I’d like to understand your frustrations better.

There are two main strategies that D3 uses to facilitate debugging.

First, whenever possible, D3’s operations apply immediately; for example,
selection.attr immediately evaluates and sets the new attribute values of the
selected elements. This minimizes the amount of internal control flow, making
the debug stack smaller, and ensures that any user code (the function you pass
to selection.attr that defines the new attribute values) is evaluated
synchronously.

This immediate and synchronous evaluation of user code is in contrast to other
systems and frameworks, including D3’s predecessor Protovis, that retain
references to your code and evaluate them at arbitrary points in the future
with deep internal control flow.

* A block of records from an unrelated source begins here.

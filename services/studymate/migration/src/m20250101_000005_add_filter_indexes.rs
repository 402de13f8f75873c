use sea_orm_migration::prelude::*;

#[derive(DeriveMigrationName)]
pub struct Migration;

const INDEXES: [(&str, &str, &str); 6] = [
    ("idx_semesters_department_id", "semesters", "department_id"),
    ("idx_semesters_year_id", "semesters", "year_id"),
    ("idx_subjects_semester_id", "subjects", "semester_id"),
    ("idx_study_materials_subject_id", "study_materials", "subject_id"),
    ("idx_study_materials_uploaded_by", "study_materials", "uploaded_by"),
    ("idx_study_materials_created_at", "study_materials", "created_at"),
];

#[async_trait::async_trait]
impl MigrationTrait for Migration {
    async fn up(&self, manager: &SchemaManager) -> Result<(), DbErr> {
        for (name, table, column) in INDEXES {
            manager
                .create_index(
                    Index::create()
                        .table(Alias::new(table))
                        .col(Alias::new(column))
                        .name(name)
                        .to_owned(),
                )
                .await?;
        }
        Ok(())
    }

    async fn down(&self, manager: &SchemaManager) -> Result<(), DbErr> {
        for (name, _, _) in INDEXES.iter().rev() {
            manager
                .drop_index(Index::drop().name(*name).to_owned())
                .await?;
        }
        Ok(())
    }
}
pub mod db;
pub mod mirror;
pub mod storage;
use sea_orm_migration::prelude::*;

#[derive(DeriveMigrationName)]
pub struct Migration;

#[async_trait::async_trait]
impl MigrationTrait for Migration {
    async fn up(&self, manager: &SchemaManager) -> Result<(), DbErr> {
        manager
            .create_table(
                Table::create()
                    .table(SyncOutbox::Table)
                    .if_not_exists()
                    .col(
                        ColumnDef::new(SyncOutbox::Id)
                            .uuid()
                            .not_null()
                            .primary_key(),
                    )
                    .col(ColumnDef::new(SyncOutbox::EntityKind).string_len(20).not_null())
                    .col(ColumnDef::new(SyncOutbox::EntityId).uuid().not_null())
                    .col(ColumnDef::new(SyncOutbox::Op).string_len(10).not_null())
                    .col(
                        ColumnDef::new(SyncOutbox::IdempotencyKey)
                            .string()
                            .not_null()
                            .unique_key(),
                    )
                    .col(
                        ColumnDef::new(SyncOutbox::Attempts)
                            .integer()
                            .not_null()
                            .default(0),
                    )
                    .col(ColumnDef::new(SyncOutbox::LastError).text())
                    .col(
                        ColumnDef::new(SyncOutbox::CreatedAt)
                            .timestamp_with_time_zone()
                            .not_null(),
                    )
                    .col(
                        ColumnDef::new(SyncOutbox::NextAttemptAt)
                            .timestamp_with_time_zone()
                            .not_null(),
                    )
                    .col(ColumnDef::new(SyncOutbox::ProcessedAt).timestamp_with_time_zone())
                    .col(ColumnDef::new(SyncOutbox::FailedAt).timestamp_with_time_zone())
                    .to_owned(),
            )
            .await?;

        // Drainer poll: pending rows by next_attempt_at.
        manager
            .create_index(
                Index::create()
                    .table(SyncOutbox::Table)
                    .col(SyncOutbox::NextAttemptAt)
                    .name("idx_sync_outbox_next_attempt_at")
                    .to_owned(),
            )
            .await
    }

    async fn down(&self, manager: &SchemaManager) -> Result<(), DbErr> {
        manager
            .drop_table(Table::drop().table(SyncOutbox::Table).to_owned())
            .await
    }
}

#[derive(Iden)]
enum SyncOutbox {
    Table,
    Id,
    EntityKind,
    EntityId,
    Op,
    IdempotencyKey,
    Attempts,
    LastError,
    CreatedAt,
    NextAttemptAt,
    ProcessedAt,
    FailedAt,
}
impl SubjectRepository for DbSubjectRepository {
    async fn list(&self, filter: &SubjectFilter) -> Result<Vec<SubjectDetail>, StudyMateError> {
        let mut query = subjects::Entity::find()
            .join(JoinType::InnerJoin, subjects::Relation::Semester.def());
        if let Some(semester_id) = filter.semester_id {
            query = query.filter(subjects::Column::SemesterId.eq(semester_id));
        }
        if let Some(department_id) = filter.department_id {
            query = query.filter(semesters::Column::DepartmentId.eq(department_id));
        }
        if let Some(year_id) = filter.year_id {
            query = query.filter(semesters::Column::YearId.eq(year_id));
        }
        if let Some(needle) = filter.search.as_deref() {
            query = query.filter(
                Condition::any()
                    .add(contains_ci((subjects::Entity, subjects::Column::Name), needle))
                    .add(contains_ci((subjects::Entity, subjects::Column::Code), needle)),
            );
        }
        let models = query
            .order_by_asc(semesters::Column::Number)
            .order_by_asc(subjects::Column::Name)
            .all(&self.db)
            .await
            .context("list subjects")?;
        self.details(models).await
    }

    async fn find_by_id(&self, id: Uuid) -> Result<Option<SubjectDetail>, StudyMateError> {
        let model = subjects::Entity::find_by_id(id)
            .one(&self.db)
            .await
            .context("find subject by id")?;
        let Some(model) = model else {
            return Ok(None);
        };
        Ok(self.details(vec![model]).await?.pop())
    }

    async fn find_by_name(
        &self,
        semester_id: Uuid,
        name: &str,
    ) -> Result<Option<Subject>, StudyMateError> {
        let model = subjects::Entity::find()
            .filter(subjects::Column::SemesterId.eq(semester_id))
            .filter(subjects::Column::Name.eq(name))
            .one(&self.db)
            .await
            .context("find subject by name")?;
        Ok(model.map(subject_from_model))
    }

    async fn create(&self, subject: &Subject) -> Result<(), StudyMateError> {
        subjects::ActiveModel {
            id: Set(subject.id),
            semester_id: Set(subject.semester_id),
            name: Set(subject.name.clone()),
            code: Set(subject.code.clone()),
            created_at: Set(subject.created_at),
        }
        .insert(&self.db)
        .await
        .context("create subject")?;
        Ok(())
    }

    async fn delete(&self, id: Uuid) -> Result<Option<Vec<StudyMaterial>>, StudyMateError> {
        delete_cascading(&self.db, CascadeRoot::Subject(id)).await
    }
}

fn subject_from_model(model: subjects::Model) -> Subject {
    Subject {
        id: model.id,
        semester_id: model.semester_id,
        name: model.name,
        code: model.code,
        created_at: model.created_at,
    }
}

// ── Material repository ──────────────────────────────────────────────────────

#[derive(Clone)]
pub struct DbMaterialRepository {
    pub db: DatabaseConnection,
}

impl DbMaterialRepository {
    /// Materials joined with subject and semester so hierarchy columns can be filtered.
    fn joined() -> sea_orm::Select<study_materials::Entity> {
        study_materials::Entity::find()
            .join(JoinType::InnerJoin, study_materials::Relation::Subject.def())
            .join(JoinType::InnerJoin, subjects::Relation::Semester.def())
    }

    async fn details(
        &self,
        models: Vec<study_materials::Model>,
    ) -> Result<Vec<MaterialDetail>, StudyMateError> {
        let hierarchies =
            load_hierarchies(&self.db, models.iter().map(|m| m.subject_id).collect()).await?;
        let uploaders: Vec<Uuid> = models.iter().filter_map(|m| m.uploaded_by).collect();
        let usernames: HashMap<Uuid, String> = if uploaders.is_empty() {
            HashMap::new()
        } else {
            users::Entity::find()
                .select_only()
                .column(users::Column::Id)
                .column(users::Column::Username)
                .filter(users::Column::Id.is_in(uploaders))
                .into_tuple::<(Uuid, String)>()
                .all(&self.db)
                .await
                .context("load uploader names")?
                .into_iter()
                .collect()
        };

        let mut details = Vec::with_capacity(models.len());
        for model in models {
            let Some(hierarchy) = hierarchies.get(&model.subject_id).cloned() else {
                continue;
            };
            let uploaded_by_username = model.uploaded_by.and_then(|id| usernames.get(&id).cloned());
            details.push(MaterialDetail {
                material: material_from_model(model)?,
                hierarchy,
                uploaded_by_username,
            });
        }
        Ok(details)
    }
}
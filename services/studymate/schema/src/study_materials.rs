use sea_orm::entity::prelude::*;

/// Uploaded material. The blob columns (`object_id` through `format`) are written together
/// in one update after the upload succeeds.
#[derive(Clone, Debug, PartialEq, Eq, DeriveEntityModel)]
#[sea_orm(table_name = "study_materials")]
pub struct Model {
    #[sea_orm(primary_key, auto_increment = false)]
    pub id: Uuid,
    pub subject_id: Uuid,
    pub title: String,
    pub description: String,
    pub material_type: String,
    pub uploaded_by: Option<Uuid>,
    pub object_id: Option<String>,
    pub url: Option<String>,
    pub secure_url: Option<String>,
    pub original_filename: Option<String>,
    pub byte_size: Option<i64>,
    pub format: Option<String>,
    pub legacy_file_path: Option<String>,
    pub created_at: chrono::DateTime<chrono::Utc>,
    pub updated_at: chrono::DateTime<chrono::Utc>,
}

#[derive(Copy, Clone, Debug, EnumIter, DeriveRelation)]
pub enum Relation {
    #[sea_orm(
        belongs_to = "super::subjects::Entity",
        from = "Column::SubjectId",
        to = "super::subjects::Column::Id",
        on_delete = "Cascade"
    )]
    Subject,
    #[sea_orm(
        belongs_to = "super::users::Entity",
        from = "Column::UploadedBy",
        to = "super::users::Column::Id",
        on_delete = "SetNull"
    )]
    Uploader,
}

impl Related<super::subjects::Entity> for Entity {
    fn to() -> RelationDef {
        Relation::Subject.def()
    }
}

impl Related<super::users::Entity> for Entity {
    fn to() -> RelationDef {
        Relation::Uploader.def()
    }
}

impl ActiveModelBehavior for ActiveModel {}
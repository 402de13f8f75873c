use chrono::Utc;
use tracing::info;
use uuid::Uuid;

use crate::domain::repository::{
    DepartmentRepository, SemesterRepository, SubjectRepository, YearRepository,
};
use crate::domain::types::{Department, Semester, Subject, Year};
use crate::error::StudyMateError;

const DEPARTMENT_NAME: &str = "BSc Computer Science";
const DEPARTMENT_CODE: &str = "BSC-CS";

struct SeedSemester {
    year: i32,
    number: i32,
    subjects: &'static [&'static str],
}

const CURRICULUM: [SeedSemester; 6] = [
    SeedSemester {
        year: 1,
        number: 1,
        subjects: &[
            "Language – Tamil / Hindi",
            "English – I",
            "Mathematical Foundations",
            "Digital Computer Fundamentals",
            "Programming in C",
            "Environmental Studies",
        ],
    },
    SeedSemester {
        year: 1,
        number: 2,
        subjects: &[
            "English – II",
            "Statistics for Computer Science",
            "Data Structures",
            "Object Oriented Programming",
            "Python Programming",
            "Value Education",
        ],
    },
    SeedSemester {
        year: 2,
        number: 3,
        subjects: &[
            "Discrete Mathematics",
            "Database Management Systems",
            "Computer Networks",
            "Operating Systems",
            "Java Programming",
            "Soft Skills",
        ],
    },
    SeedSemester {
        year: 2,
        number: 4,
        subjects: &[
            "Linear Algebra",
            "Software Engineering",
            "Web Technology",
            "Microprocessor and Assembly Language",
            "Design and Analysis of Algorithms",
            "Gender Studies",
        ],
    },
    SeedSemester {
        year: 3,
        number: 5,
        subjects: &[
            "Theory of Computation",
            "Computer Graphics",
            "Mobile Application Development",
            "Cloud Computing",
            "Elective – I",
            "Extension Activities",
        ],
    },
    SeedSemester {
        year: 3,
        number: 6,
        subjects: &[
            "Artificial Intelligence",
            "Data Science",
            "Cyber Security",
            "Project Work",
            "Elective – II",
        ],
    },
];

/// Records created by one seed run. All zero on a re-run.
#[derive(Debug, Default, Clone, Copy, PartialEq, Eq)]
pub struct SeedReport {
    pub departments: u32,
    pub years: u32,
    pub semesters: u32,
    pub subjects: u32,
}

// ── SeedAcademicStructure ────────────────────────────────────────────────────

pub struct SeedAcademicStructureUseCase<D, Y, S, J>
where
    D: DepartmentRepository,
    Y: YearRepository,
    S: SemesterRepository,
    J: SubjectRepository,
{
    pub departments: D,
    pub years: Y,
    pub semesters: S,
    pub subjects: J,
}

impl<D, Y, S, J> SeedAcademicStructureUseCase<D, Y, S, J>
where
    D: DepartmentRepository,
    Y: YearRepository,
    S: SemesterRepository,
    J: SubjectRepository,
{
    /// Get-or-create every level of the curriculum.
    pub async fn execute(&self) -> Result<SeedReport, StudyMateError> {
        let mut report = SeedReport::default();

        let department = match self.departments.find_by_name(DEPARTMENT_NAME).await? {
            Some(department) => department,
            None => {
                let department = Department {
                    id: Uuid::now_v7(),
                    name: DEPARTMENT_NAME.to_owned(),
                    code: DEPARTMENT_CODE.to_owned(),
                    created_at: Utc::now(),
                };
                self.departments.create(&department).await?;
                report.departments += 1;
                department
            }
        };

        for entry in &CURRICULUM {
            let year = self.year(entry.year, &mut report).await?;
            let semester = self
                .semester(department.id, year.id, entry.number, &mut report)
                .await?;
            for name in entry.subjects {
                if self.subjects.find_by_name(semester.id, name).await?.is_none() {
                    let subject = Subject {
                        id: Uuid::now_v7(),
                        semester_id: semester.id,
                        name: (*name).to_owned(),
                        code: None,
                        created_at: Utc::now(),
                    };
                    self.subjects.create(&subject).await?;
                    report.subjects += 1;
                }
            }
        }

        info!(?report, "academic structure seeded");
        Ok(report)
    }

    async fn year(&self, number: i32, report: &mut SeedReport) -> Result<Year, StudyMateError> {
        let name = format!("Year {number}");
        if let Some(year) = self.years.find_by_name(&name).await? {
            return Ok(year);
        }
        let year = Year {
            id: Uuid::now_v7(),
            name,
            number,
            created_at: Utc::now(),
        };
        self.years.create(&year).await?;
        report.years += 1;
        Ok(year)
    }

    async fn semester(
        &self,
        department_id: Uuid,
        year_id: Uuid,
        number: i32,
        report: &mut SeedReport,
    ) -> Result<Semester, StudyMateError> {
        if let Some(semester) = self
            .semesters
            .find_by_key(Some(department_id), year_id, number)
            .await?
        {
            return Ok(semester);
        }
        let semester = Semester {
            id: Uuid::now_v7(),
            department_id: Some(department_id),
            year_id,
            name: format!("Semester {number}"),
            number,
            created_at: Utc::now(),
        };
        self.semesters.create(&semester).await?;
        report.semesters += 1;
        Ok(semester)
    }
}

I talk about this a bit in the D3 paper (and
the essay I linked above):
[http://vis.stanford.edu/papers/d3](http://vis.stanford.edu/papers/d3) Even in
the case of transitions, which are necessarily asynchronous, D3 evaluates the
target values of the transition synchronously, and only constructs the
interpolator asynchronously.

Second, and more obviously, D3 uses the DOM and web standards. It doesn’t
introduce a novel graphical representation. This means you can use your
browsers developer tools to inspect the result of your operations. Combined
with the above, it means you can run commands to modify the DOM in the
console, and then immediately inspect the result. D3’s standards-based
approach has also enabled some interesting tools to be built, like the D3
deconstructor:
[https://ucbvislab.github.io/d3-deconstructor/](https://ucbvislab.github.io/d3-deconstructor/)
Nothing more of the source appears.